NeuroPsy ADO-ENFANT Liège POTTIER SolennNeuroPsychologue Spécialisée Enfants - Adolescents Ados – Mme Solenn POTTIER
📍 Adresse : Rue Sous les Roches 86, 4130 Esneux
📞 Téléphone RDV : 0488 49 13 49
HP, TDAH… deux acronymes bien connus des spécialistes des enfants, mais encore souvent mystérieux (voire effrayants) pour les familles. Pourtant, ces “profils doubles” – enfants à haut potentiel intellectuel et présentant un trouble du déficit de l’attention avec ou sans hyperactivité – interrogent de plus en plus de parents et enseignants. Au point où beaucoup cherchent : que faire quand mon enfant semble à la fois trop, et pas assez ?
Vous êtes-vous déjà demandé pourquoi votre enfant, brillant sur certains sujets, peine à s’organiser ? Qu’il a parfois dix idées à la minute, mais du mal à finir ses devoirs ? Peut-être avez-vous entendu parler de “profil double”, ou observé cette forme de “montagnes russes” dans son comportement.
Ça n’a rien d’une simple question de volonté ou de flemme. Là, on parle de fonctionnement cérébral : deux câblages particuliers, qui parfois s’additionnent – et se compliquent. Voyager entre surdouance et trouble de l’attention, c’est un peu comme piloter une supercar… mais avec les freins et l’accélérateur qui répondent différemment à chaque instant. Alors, comment savoir où commence l’un, où finit l’autre ? Comment accompagner au mieux votre enfant, sans perdre le cap ni l’estime de soi ?
C’est tout l’enjeu du bilan neuropsychologique. Un parcours précieux, parfois décisif, pour comprendre — et agir. Explorons-le ensemble, dans sa dimension concrète, humaine, et locale (oui, même à Liège, on croise ceci de plus en plus !).
Avant de plonger dans le déroulement du bilan, levons une première ambiguïté : l’expression “profil double” peut prêter à confusion. Non, il ne s’agit pas d’un super-pouvoir ni d’un problème accumulé. Un enfant HP (haut potentiel) est un enfant dont les capacités intellectuelles sont significativement supérieures à la moyenne (QI, créativité, raisonnement, etc.), mais qui peut aussi, dans certains cas, présenter simultanément un TDAH (Trouble Déficit de l’Attention avec ou sans Hyperactivité).

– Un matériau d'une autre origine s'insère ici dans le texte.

//! Control logic for idle-nudge, an RP2040 USB mouse that keeps a host awake.
//!
//! Everything in here is hardware-agnostic and runs on the host under
//! `cargo test`. The firmware binary (`src/main.rs`, `embedded` feature)
//! supplies the three seams the logic needs:
//!
//! - [`report::Transport`] - the USB HID mouse endpoint
//! - [`status::Indicator`] - the WS2812 status pixel
//! - [`control::Button`]   - the toggle push button
//!
//! plus a [`clock::Clock`] and a random source for the shake burst.

#![cfg_attr(not(test), no_std)]

#[macro_use]
mod fmt;

pub mod clock;
pub mod config;
pub mod control;
pub mod error;
pub mod long_press;
pub mod movement;
pub mod report;
pub mod status;
pub mod toggle;

pub use control::{Button, Firmware, Settings};
pub use error::Error;
pub use movement::{Motion, MovementConfig, MovementGenerator};
pub use report::{MouseReport, Transport, UsbEvent};
pub use status::{Indicator, LogicalStatus, Rgb, SteadyStatus};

Sur le papier, l’association peut paraître contradictoire, presque antinomique. Un enfant brillant devrait être organisé, motivé, performant en toute occasion ? Pas forcément. Justement, c’est là le cœur des difficultés : les stimulations fusent, les pensées partent dans toutes les directions, mais la capacité de concentration, d’organisation ou d’autorégulation, elle, s’en trouve sapée.
Vous l’avez peut-être déjà vécu ou observé : des bulletins scolaires en dents de scie, des remarques du type “trop distrait en classe”, “semble s’ennuyer”, voire “touche à tout”. Mais aussi de la fatigue, de la frustration, un manque de confiance en soi. Parfois même, malgré une intelligence fulgurante, un sentiment d’échec scolaire. C’est une situation loin d’être rare : selon certaines études, environ 20 % des enfants HP présenteraient également un TDA(H), bien que les chiffres varient selon la littérature scientifique.
Ici, la neuropsychologie est le chaînon manquant. Le bilan réalise ce travail d’enquête : séparer ce qui relève du haut potentiel intellectuel, de l’impulsivité propre au TDAH, ou d’autres causes (anxiété, dyslexie, etc.). C’est la seule voie pour ne pas “étiqueter” à tort, éviter l’errance diagnostique, personnaliser la prise en charge…et remettre de la sérénité dans la famille.
Parce qu’il s’agit aussi, souvent, de sortir du flou. Un enfant qui ne “colle” à aucun moule, ce n’est pas un échec, c’est un défi ! Mieux comprendre, c’est déjà avancer vers l’apaisement familial. Vous voulez voir clair ? C’est ce que propose le bilan neuropsychologique.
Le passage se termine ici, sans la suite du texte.